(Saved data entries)
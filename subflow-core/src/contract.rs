//! `FacetContract` / `FacetContractRegistry`: the default six kinds a
//! `SubsystemBuilder` knows about and the per-kind check it runs once a
//! facet has been constructed (§4.3, §4.5).

use crate::facet::Facet;
use std::collections::HashMap;
use std::sync::Arc;

/// A named requirement on a facet kind: `probe` returns `Err` if the built
/// facet doesn't actually satisfy the contract it was registered for (most
/// commonly, that it exposes the matching `as_*` accessor on [`Facet`]).
#[derive(Clone)]
pub struct FacetContract {
    pub kind: &'static str,
    probe: Arc<dyn Fn(&dyn Facet) -> Result<(), String> + Send + Sync>,
}

impl FacetContract {
    pub fn new(
        kind: &'static str,
        probe: impl Fn(&dyn Facet) -> Result<(), String> + Send + Sync + 'static,
    ) -> Self {
        Self {
            kind,
            probe: Arc::new(probe),
        }
    }

    pub fn check(&self, facet: &dyn Facet) -> Result<(), String> {
        (self.probe)(facet)
    }
}

impl std::fmt::Debug for FacetContract {
    fn fmt(&self, f: &mut std::fmt::Formatter<'_>) -> std::fmt::Result {
        f.debug_struct("FacetContract").field("kind", &self.kind).finish()
    }
}

/// Registry of contracts a builder enforces after construction, keyed by
/// kind. Kinds with no registered contract (custom facets) are left
/// unchecked beyond the base `Facet` trait itself.
#[derive(Clone, Default)]
pub struct FacetContractRegistry {
    contracts: HashMap<&'static str, FacetContract>,
}

impl FacetContractRegistry {
    pub fn new() -> Self {
        Self::default()
    }

    /// The registry pre-loaded with the six built-in contracts.
    pub fn with_defaults() -> Self {
        let mut registry = Self::new();
        registry.register(FacetContract::new("router", |f| {
            f.as_router().map(|_| ()).ok_or_else(|| "router facet does not implement RouterFacet".to_string())
        }));
        registry.register(FacetContract::new("queue", |f| {
            f.as_queue().map(|_| ()).ok_or_else(|| "queue facet does not implement QueueFacet".to_string())
        }));
        registry.register(FacetContract::new("processor", |f| {
            f.as_processor().map(|_| ()).ok_or_else(|| "processor facet does not implement ProcessorFacet".to_string())
        }));
        registry.register(FacetContract::new("listeners", |f| {
            f.as_listeners().map(|_| ()).ok_or_else(|| "listeners facet does not implement ListenersFacet".to_string())
        }));
        registry.register(FacetContract::new("hierarchy", |f| {
            f.as_hierarchy().map(|_| ()).ok_or_else(|| "hierarchy facet does not implement HierarchyFacet".to_string())
        }));
        registry.register(FacetContract::new("scheduler", |f| {
            f.as_scheduler().map(|_| ()).ok_or_else(|| "scheduler facet does not implement SchedulerFacet".to_string())
        }));
        registry
    }

    pub fn register(&mut self, contract: FacetContract) {
        self.contracts.insert(contract.kind, contract);
    }

    pub fn enforce(&self, facet: &dyn Facet) -> Result<(), String> {
        match self.contracts.get(facet.kind()) {
            Some(contract) => contract.check(facet),
            None => Ok(()),
        }
    }
}

#[cfg(test)]
mod tests {
    use super::*;
    use crate::facet::FacetInitCtx;
    use async_trait::async_trait;
    use std::any::Any;
    use std::sync::atomic::{AtomicBool, Ordering};

    struct FakeRouter {
        initialized: AtomicBool,
        disposed: AtomicBool,
    }

    #[async_trait]
    impl Facet for FakeRouter {
        fn kind(&self) -> &'static str {
            "router"
        }
        fn source(&self) -> &str {
            "test"
        }
        fn is_initialized(&self) -> bool {
            self.initialized.load(Ordering::SeqCst)
        }
        fn is_disposed(&self) -> bool {
            self.disposed.load(Ordering::SeqCst)
        }
        async fn init(&self, _: &FacetInitCtx<'_>) -> Result<(), crate::error::SubflowError> {
            self.initialized.store(true, Ordering::SeqCst);
            Ok(())
        }
        async fn dispose(&self) -> Result<(), crate::error::SubflowError> {
            self.disposed.store(true, Ordering::SeqCst);
            Ok(())
        }
        fn as_any(&self) -> &dyn Any {
            self
        }
    }

    struct FakeQueueMissingContract;

    #[async_trait]
    impl Facet for FakeQueueMissingContract {
        fn kind(&self) -> &'static str {
            "queue"
        }
        fn source(&self) -> &str {
            "test"
        }
        fn is_initialized(&self) -> bool {
            true
        }
        fn is_disposed(&self) -> bool {
            false
        }
        async fn init(&self, _: &FacetInitCtx<'_>) -> Result<(), crate::error::SubflowError> {
            Ok(())
        }
        async fn dispose(&self) -> Result<(), crate::error::SubflowError> {
            Ok(())
        }
        fn as_any(&self) -> &dyn Any {
            self
        }
        // deliberately does not override as_queue()
    }

    #[test]
    fn unregistered_kind_passes_trivially() {
        let registry = FacetContractRegistry::new();
        let facet = FakeRouter {
            initialized: AtomicBool::new(false),
            disposed: AtomicBool::new(false),
        };
        assert!(registry.enforce(&facet).is_ok());
    }

    #[test]
    fn default_registry_rejects_facet_missing_accessor() {
        let registry = FacetContractRegistry::with_defaults();
        let facet = FakeQueueMissingContract;
        assert!(registry.enforce(&facet).is_err());
    }
}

EXERCISE DESCRIPTION
Count lines, not occurrences: report how many lines in the entries above include the word "store", as a number alone.

RESPONSE AREA
2